Even the model of phone chosen as the test device for Streams had thought behind it: it needed to be precisely the right size for the pocket of hospital scrubs, so users could make sure it wouldn't fall out while they're about their work on the ward. (Interestingly, considering DeepMind's ownership, it's an iPhone, but an Android version of the setup is planned.)
For the design of the app itself, DeepMind spent time trying to make the app intuitive: for example, staff were shown icons without context and asking users what action -- a tap, a swipe -- it made them want to take, to try and create a UI that's as simple to use can be. "It's always the way of IT things -- people are worried they will create lots of work, but when they use [Streams], they instinctively know how it works," Stanley said.
DeepMind even created a custom alert noise for Streams, to make sure that it couldn't be confused with any other alert sound a clinician might hear, and so would always get their ear.
The design had to not only work for nurses and doctors, it had to suit patients too. Stanley said that clinicians can use the app to help explain to patients about changes in their kidney health. Because the Streams app shows changes through graphs and trend lines, patients can clearly see if certain markers of kidney health are spiking or falling, and by how much, making the progress of their condition easier to grasp.

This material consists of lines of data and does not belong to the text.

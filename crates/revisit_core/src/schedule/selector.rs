//! Due-note selection and display grouping.
//!
//! # Responsibility
//! - Decide, for a reference date, which stored notes are due for review.
//! - Group selected notes by subject and order them for presentation.
//!
//! # Invariants
//! - The reference date is always an explicit parameter; selection never
//!   reads a clock, so every call is reproducible in tests.
//! - A record whose date fails calendar conversion is excluded, never fatal.
//! - Grouping sorts subjects in ascending byte order and preserves the
//!   input-relative order of contents within each subject.

use super::ReviewSchedule;
use crate::model::date::{day_difference, Date};
use crate::model::record::NoteRecord;
use log::warn;
use std::collections::BTreeMap;

/// One display group: a subject and its note contents in input order.
#[derive(Debug, Clone, PartialEq, Eq)]
pub struct SubjectGroup {
    pub subject: String,
    pub contents: Vec<String>,
}

/// Selects the records due on `reference`.
///
/// A record is included iff its age in days (creation date to `reference`)
/// is a member of `schedule`. Records with invalid dates fail closed: they
/// are dropped from the result with a warning, and the pass continues.
/// Output order is unspecified; callers re-sort via [`group_and_sort`].
pub fn select_due(
    reference: Date,
    records: &[NoteRecord],
    schedule: &ReviewSchedule,
) -> Vec<NoteRecord> {
    records
        .iter()
        .filter(|record| match day_difference(record.created_on, reference) {
            Ok(age) => schedule.is_due(age),
            Err(err) => {
                warn!(
                    "event=select_due module=schedule status=excluded subject={} error={}",
                    record.subject, err
                );
                false
            }
        })
        .cloned()
        .collect()
}

/// Identity pass-through with the same shape as [`select_due`], so callers
/// can treat "everything" and "due only" as interchangeable strategies.
pub fn select_all(records: &[NoteRecord]) -> Vec<NoteRecord> {
    records.to_vec()
}

/// Groups records by subject for display.
///
/// Distinct subjects come back sorted ascending by byte order; within a
/// subject, contents keep their relative order from the input sequence.
/// Empty input yields an empty sequence; rendering a "nothing due" message
/// is the caller's job, this component produces no display text.
pub fn group_and_sort(records: &[NoteRecord]) -> Vec<SubjectGroup> {
    let mut groups: BTreeMap<&str, Vec<String>> = BTreeMap::new();
    for record in records {
        groups
            .entry(record.subject.as_str())
            .or_default()
            .push(record.content.clone());
    }

    groups
        .into_iter()
        .map(|(subject, contents)| SubjectGroup {
            subject: subject.to_string(),
            contents,
        })
        .collect()
}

But not all patients whose data has been through Streams would have been aware. Earlier this year, a year-long investigation by the Information Commissioner's Office found that the 1.6 million patients whose data was used in testing weren't sufficiently informed that their information was being used in the pilot. The health trust that the Royal Free is part of, according to the ICO, wasn't as transparent as it should have been, and was advised of several measures it had to take to bring it into line with the Data Protection Act (there is now an opt-out form on the Royal Free's website). However, the research project itself was allowed to continue.
Though the two organisations have signed a five-year deal to work together, there's no projected end date to the DeepMind research going on at the Royal Free. Stanley is hoping that the pace of the implementation picks up. It would be a "tragedy" if the trust doesn't roll-out Streams further, she said. "We are not embracing it quickly enough."